Ketika konflik dalam pernikahan saya semakin menajam, Ans selalu memberikan support dan saran yang positif. Terutama ketika kelahiran anak saya yang kedua, pada 2014. Kehadiran anak terkadang menambah ketegangan dalam hubungan.
Apalagi saat kondisi kita sebagai perempuan semakin bertambah lemah dan emosian saat hamil besar. Saya dan suami akhirnya sempat menjalani couple’s therapy setelah kelahiran anak kedua. (Kisah menjalani sesi terapi ini akan dibahas di tulisan terpisah).
Setiap minggu selama setahun lebih kami bekerja keras untuk memperbaiki masalah berkomunikasi, dibantu oleh seorang konselor berlatar belakang Psikologi. Dan selama kurun waktu itu, Ans banyak hadir dalam hidup saya. Dia sudah saya anggap ibu sendiri, dan anak-anak pun memanggilnya “Oma Ans”.
Selama hampir satu tahun, saya didampingi oleh program Home-Start melalui Oma Ans. Saya tak perlu membayar satu sen pun. Home-Start adalah sebuah organisasi yang didirikan di Inggris, dan mendapat lisensi di Belanda untuk beroperasi sejak tahun 2017. Kegiatannya ada di hampir setiap kota dan memiliki ribuan tenaga sukarela. Untuk informasi lebih lanjut, silakan lihat Netherlands – Homestart Worldwide.
Jadi, hal yang perlu diperhatikan karena membesarkan anak di Belanda berbeda dengan di Indonesia, adalah sebagai berikut:
- Musim berbeda
Hidup di negara dengan empat musim memerlukan ketelatenan untuk menentukan pakaian yang sesuai untuk setiap musim. Dan belajar dari orang Belanda, mereka rajin melihat ramalan cuaca, karena cuaca bisa berubah drastis dari jam ke jam.

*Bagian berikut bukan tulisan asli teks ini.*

//! Prometheus metrics for the node core.
//!
//! Exposes metrics on /metrics for Prometheus scraping. Query and
//! message-handler timers are scoped: the caller holds the
//! [`HistogramTimer`] for the duration of the work and every exit path
//! records a sample when it drops.

use lazy_static::lazy_static;
use prometheus::{
    register_counter_vec, register_histogram_vec, register_int_gauge, CounterVec, Encoder,
    HistogramTimer, HistogramVec, IntGauge, TextEncoder,
};
use std::net::SocketAddr;
use tokio::io::{AsyncReadExt, AsyncWriteExt};
use tokio::net::TcpListener;

lazy_static! {
    // Database statement latency, per operation and entity
    pub static ref DB_QUERY_SECONDS: HistogramVec = register_histogram_vec!(
        "lumen_db_query_duration_seconds",
        "Latency of database statements",
        &["op", "entity"],
        vec![0.001, 0.005, 0.01, 0.05, 0.1, 0.5, 1.0, 5.0]
    ).unwrap();

    // Overlay message handler latency, per message type
    pub static ref RECV_MESSAGE_SECONDS: HistogramVec = register_histogram_vec!(
        "lumen_overlay_recv_duration_seconds",
        "Latency of inbound overlay message handlers",
        &["type"],
        vec![0.0005, 0.001, 0.005, 0.01, 0.05, 0.1, 0.5, 1.0]
    ).unwrap();

    pub static ref PEERS_DROPPED: CounterVec = register_counter_vec!(
        "lumen_overlay_peers_dropped_total",
        "Peer sessions dropped, by reason",
        &["reason"]
    ).unwrap();

    pub static ref MESSAGES_BROADCAST: CounterVec = register_counter_vec!(
        "lumen_overlay_broadcast_total",
        "Messages fanned out to peers, by type",
        &["type"]
    ).unwrap();

    pub static ref AUTHENTICATED_PEERS: IntGauge = register_int_gauge!(
        "lumen_overlay_authenticated_peers",
        "Peer sessions that completed the handshake"
    ).unwrap();
}

pub fn select_timer(entity: &str) -> HistogramTimer {
    DB_QUERY_SECONDS
        .with_label_values(&["select", entity])
        .start_timer()
}

pub fn insert_timer(entity: &str) -> HistogramTimer {
    DB_QUERY_SECONDS
        .with_label_values(&["insert", entity])
        .start_timer()
}

pub fn update_timer(entity: &str) -> HistogramTimer {
    DB_QUERY_SECONDS
        .with_label_values(&["update", entity])
        .start_timer()
}

pub fn delete_timer(entity: &str) -> HistogramTimer {
    DB_QUERY_SECONDS
        .with_label_values(&["delete", entity])
        .start_timer()
}

pub fn recv_timer(message_type: &str) -> HistogramTimer {
    RECV_MESSAGE_SECONDS
        .with_label_values(&[message_type])
        .start_timer()
}

pub fn record_peer_dropped(reason: &str) {
    PEERS_DROPPED.with_label_values(&[reason]).inc();
}

/// Start the metrics HTTP server
pub async fn start_metrics_server(addr: SocketAddr) -> eyre::Result<()> {
    let listener = TcpListener::bind(addr).await?;
    tracing::info!(%addr, "Metrics server started");

    loop {
        let (mut socket, _) = listener.accept().await?;

        tokio::spawn(async move {
            let mut buf = [0u8; 4096];
            let n = match socket.read(&mut buf).await {
                Ok(n) if n > 0 => n,
                _ => return,
            };

            let (method, path) = match parse_metrics_request(&buf[..n]) {
                Some(mp) => mp,
                None => {
                    let _ = socket
                        .write_all(b"HTTP/1.1 400 Bad Request\r\nContent-Length: 0\r\n\r\n")
                        .await;
                    return;
                }
            };

            match (method.as_str(), path.as_str()) {
                ("GET", "/metrics") | ("GET", "/") => {
                    let encoder = TextEncoder::new();
                    let metric_families = prometheus::gather();
                    let mut buffer = Vec::new();
                    let _ = encoder.encode(&metric_families, &mut buffer);

                    let response = format!(
                        "HTTP/1.1 200 OK\r\nContent-Type: text/plain; charset=utf-8\r\nContent-Length: {}\r\n\r\n",
                        buffer.len()
                    );
                    let _ = socket.write_all(response.as_bytes()).await;
                    let _ = socket.write_all(&buffer).await;
                }
                ("GET", "/health") => {
                    let response =
                        "HTTP/1.1 200 OK\r\nContent-Type: text/plain\r\nContent-Length: 2\r\n\r\nOK";
                    let _ = socket.write_all(response.as_bytes()).await;
                }
                _ => {
                    let response = "HTTP/1.1 404 Not Found\r\nContent-Length: 0\r\n\r\n";
                    let _ = socket.write_all(response.as_bytes()).await;
                }
            }
        });
    }
}

/// Parse HTTP method and path from raw request bytes (metrics server).
fn parse_metrics_request(buf: &[u8]) -> Option<(String, String)> {
    let request = std::str::from_utf8(buf).ok()?;
    let first_line = request.lines().next()?;
    let mut parts = first_line.split_whitespace();
    let method = parts.next()?.to_string();
    let path = parts.next()?.to_string();
    Some((method, path))
}
use eyre::{eyre, Result, WrapErr};
use serde::Deserialize;
use std::env;
use std::fmt;
use std::path::Path;

use crate::crypto::{sha256, NodeSeed};
use crate::overlay::peer::NodeInfo;

/// Main configuration for the node
#[derive(Debug, Clone, Deserialize)]
pub struct Config {
    pub database: DatabaseConfig,
    pub node: NodeConfig,
    pub overlay: OverlayConfig,
}

/// Database configuration
#[derive(Clone, Deserialize)]
pub struct DatabaseConfig {
    pub url: String,
}

/// Custom Debug that redacts the database URL (may contain credentials).
impl fmt::Debug for DatabaseConfig {
    fn fmt(&self, f: &mut fmt::Formatter<'_>) -> fmt::Result {
        f.debug_struct("DatabaseConfig")
            .field("url", &"<redacted>")
            .finish()
    }
}

/// Node identity and protocol versions
#[derive(Clone, Deserialize)]
pub struct NodeConfig {
    /// Hex-encoded 32-byte ed25519 seed
    pub seed: String,
    /// Passphrase whose SHA-256 is the network id; peers on a different
    /// network are rejected during the handshake
    pub network_passphrase: String,
    #[serde(default = "default_version_str")]
    pub version_str: String,
    #[serde(default = "default_protocol_version")]
    pub ledger_version: u32,
    #[serde(default = "default_protocol_version")]
    pub overlay_version: u32,
}

/// Custom Debug that redacts the seed to prevent accidental log leakage.
impl fmt::Debug for NodeConfig {
    fn fmt(&self, f: &mut fmt::Formatter<'_>) -> fmt::Result {
        f.debug_struct("NodeConfig")
            .field("seed", &"<redacted>")
            .field("network_passphrase", &self.network_passphrase)
            .field("version_str", &self.version_str)
            .field("ledger_version", &self.ledger_version)
            .field("overlay_version", &self.overlay_version)
            .finish()
    }
}

/// Overlay configuration
#[derive(Debug, Clone, Deserialize)]
pub struct OverlayConfig {
    #[serde(default = "default_peer_port")]
    pub peer_port: u16,
    #[serde(default = "default_target_peer_connections")]
    pub target_peer_connections: usize,
    /// Seed peers as "ip:port" entries; entries without a port use the
    /// default peer port
    #[serde(default)]
    pub known_peers: Vec<String>,
    #[serde(default = "default_metrics_port")]
    pub metrics_port: u16,
}

/// Default functions
fn default_peer_port() -> u16 {
    11625
}

fn default_target_peer_connections() -> usize {
    8
}

fn default_metrics_port() -> u16 {
    9090
}

fn default_protocol_version() -> u32 {
    1
}

fn default_version_str() -> String {
    format!("lumen-node {}", env!("CARGO_PKG_VERSION"))
}

impl Config {
    /// Load configuration from environment variables
    /// Loads .env file if present, then reads from environment
    pub fn load() -> Result<Self> {
        Self::load_from_file(".env").or_else(|_| Self::load_from_env())
    }

    /// Load from a specific .env file path
    pub fn load_from_file(path: &str) -> Result<Self> {
        if Path::new(path).exists() {
            dotenvy::from_filename(path)
                .wrap_err_with(|| format!("Failed to load .env file from {}", path))?;
        }
        Self::load_from_env()
    }

    /// Load configuration from environment variables
    fn load_from_env() -> Result<Self> {
        let database = DatabaseConfig {
            url: env::var("DATABASE_URL")
                .map_err(|_| eyre!("DATABASE_URL environment variable is required"))?,
        };

        let node = NodeConfig {
            seed: env::var("NODE_SEED")
                .map_err(|_| eyre!("NODE_SEED environment variable is required"))?,
            network_passphrase: env::var("NETWORK_PASSPHRASE")
                .map_err(|_| eyre!("NETWORK_PASSPHRASE environment variable is required"))?,
            version_str: env::var("VERSION_STR").unwrap_or_else(|_| default_version_str()),
            ledger_version: env::var("LEDGER_PROTOCOL_VERSION")
                .ok()
                .and_then(|v| v.parse().ok())
                .unwrap_or_else(default_protocol_version),
            overlay_version: env::var("OVERLAY_PROTOCOL_VERSION")
                .ok()
                .and_then(|v| v.parse().ok())
                .unwrap_or_else(default_protocol_version),
        };

        let overlay = OverlayConfig {
            peer_port: env::var("PEER_PORT")
                .ok()
                .and_then(|v| v.parse().ok())
                .unwrap_or_else(default_peer_port),
            target_peer_connections: env::var("TARGET_PEER_CONNECTIONS")
                .ok()
                .and_then(|v| v.parse().ok())
                .unwrap_or_else(default_target_peer_connections),
            known_peers: env::var("KNOWN_PEERS")
                .map(|v| {
                    v.split(',')
                        .map(|s| s.trim().to_string())
                        .filter(|s| !s.is_empty())
                        .collect()
                })
                .unwrap_or_default(),
            metrics_port: env::var("METRICS_PORT")
                .ok()
                .and_then(|v| v.parse().ok())
                .unwrap_or_else(default_metrics_port),
        };

        let config = Config {
            database,
            node,
            overlay,
        };

        config.validate()?;
        Ok(config)
    }

    /// Validate the configuration
    pub fn validate(&self) -> Result<()> {
        if self.database.url.is_empty() {
            return Err(eyre!("database.url cannot be empty"));
        }

        // A malformed seed must fail at startup, not on the first handshake
        NodeSeed::from_hex(&self.node.seed)
            .wrap_err("node.seed must be a 64-char hex ed25519 seed")?;

        if self.node.network_passphrase.is_empty() {
            return Err(eyre!("node.network_passphrase cannot be empty"));
        }

        if self.overlay.peer_port == 0 {
            return Err(eyre!("overlay.peer_port cannot be 0"));
        }

        if self.overlay.target_peer_connections == 0 {
            return Err(eyre!("overlay.target_peer_connections cannot be 0"));
        }

        for peer in &self.overlay.known_peers {
            self.parse_peer(peer)
                .wrap_err_with(|| format!("invalid KNOWN_PEERS entry {:?}", peer))?;
        }

        Ok(())
    }

    /// Parse one "ip" or "ip:port" known-peer entry.
    pub fn parse_peer(&self, entry: &str) -> Result<(String, u16)> {
        match entry.rsplit_once(':') {
            Some((host, port)) => {
                if host.is_empty() {
                    return Err(eyre!("empty host"));
                }
                let port: u16 = port.parse().wrap_err("invalid port")?;
                if port == 0 {
                    return Err(eyre!("port cannot be 0"));
                }
                Ok((host.to_string(), port))
            }
            None => Ok((entry.to_string(), self.overlay.peer_port)),
        }
    }

    /// The identity this node presents in HELLO.
    pub fn node_info(&self) -> Result<NodeInfo> {
        Ok(NodeInfo {
            seed: NodeSeed::from_hex(&self.node.seed)?,
            network_id: sha256(self.node.network_passphrase.as_bytes()),
            ledger_version: self.node.ledger_version,
            overlay_version: self.node.overlay_version,
            version_str: self.node.version_str.clone(),
            listening_port: self.overlay.peer_port,
        })
    }
}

Bisa jadi saat kita akan keluar hujan, sehingga kita memakai jas hujan. Padahal kalau kita lihat ramalan cuaca bisa terlihat bahwa hujan hanya akan turun selama 10 menit, dan setelah itu matahari bersinar.
- Budaya berbeda
Prinsipnya, di mana bumi dipijak di situ langit dijunjung. Kita hargai kebudayaan orang Belanda yang umumnya tidak suka kalau kita datang ke rumahnya tanpa lebih dahulu membuat janji (afsprak maken). Dan pastikan kalau kita janji datang ke rumahnya jam 1 siang, ya plus minusnya 5 menit saja, tidak kurang dan tidak lebih. Mereka sangat tidak suka dengan prinsip “jam karet”.
- Kesepian
Kehidupan di Belanda relatif sepi dan dengan tetangga cenderung menjaga jarak. Beda dengan Jakarta atau kota besar di Indonesia, di Belanda toko-toko tutup rata-rata jam 6 sore. Hanya di randtstad, seperti Amsterdam, Utrecht, Rotterdam, dan Den Haag, toko-toko buka sampai malam.
Kendati demikian, sebenarnya kita selalu bisa mencari bermacam aktivitas sosial yang diselenggarakan oleh lembaga-lembaga setempat. Jadi sering-seringlah berkunjung ke perpustakaan (bibliotheek), karena di sana tersedia berbagai informasi dan flyer tentang kegiatan tertentu, seperti olah raga, kursus bahasa gratis, Taal Café (klub Bahasa Belanda), kursus komputer gratis, pertunjukan musik, pembacaan buku untuk anak dan lain-lain.
Tempat orang biasanya berkumpul juga di Buurthuis setempat. Ada semacam community center di setiap wilayah yang biasanya menyediakan sarapan (ontbijt)seharga 2 euro, yang terdiri dari roti, keju, telur rebus, kue dan kopi, atau jus d’orange.
- Perilaku dokter di Belanda
Anak balita biasanya hampir setiap bulan sakit. Jangan kaget kalau ke dokter di Belanda tidak memberi anda obat. Paling mendapatkan advis, banyak minum, banyak istirahat, dan minum saja parasetamol kalau demamnya di atas suhu tertentu. Antibiotik hanya diberikan jika demam lebih dari 5 hari dan keadaan anak sangat parah.
Tapi, jika anda merasa si anak benar-benar sangat lemah, jangan ragu-ragu untuk telepon kembali mereka. Segera bawa anak ke rumah sakit.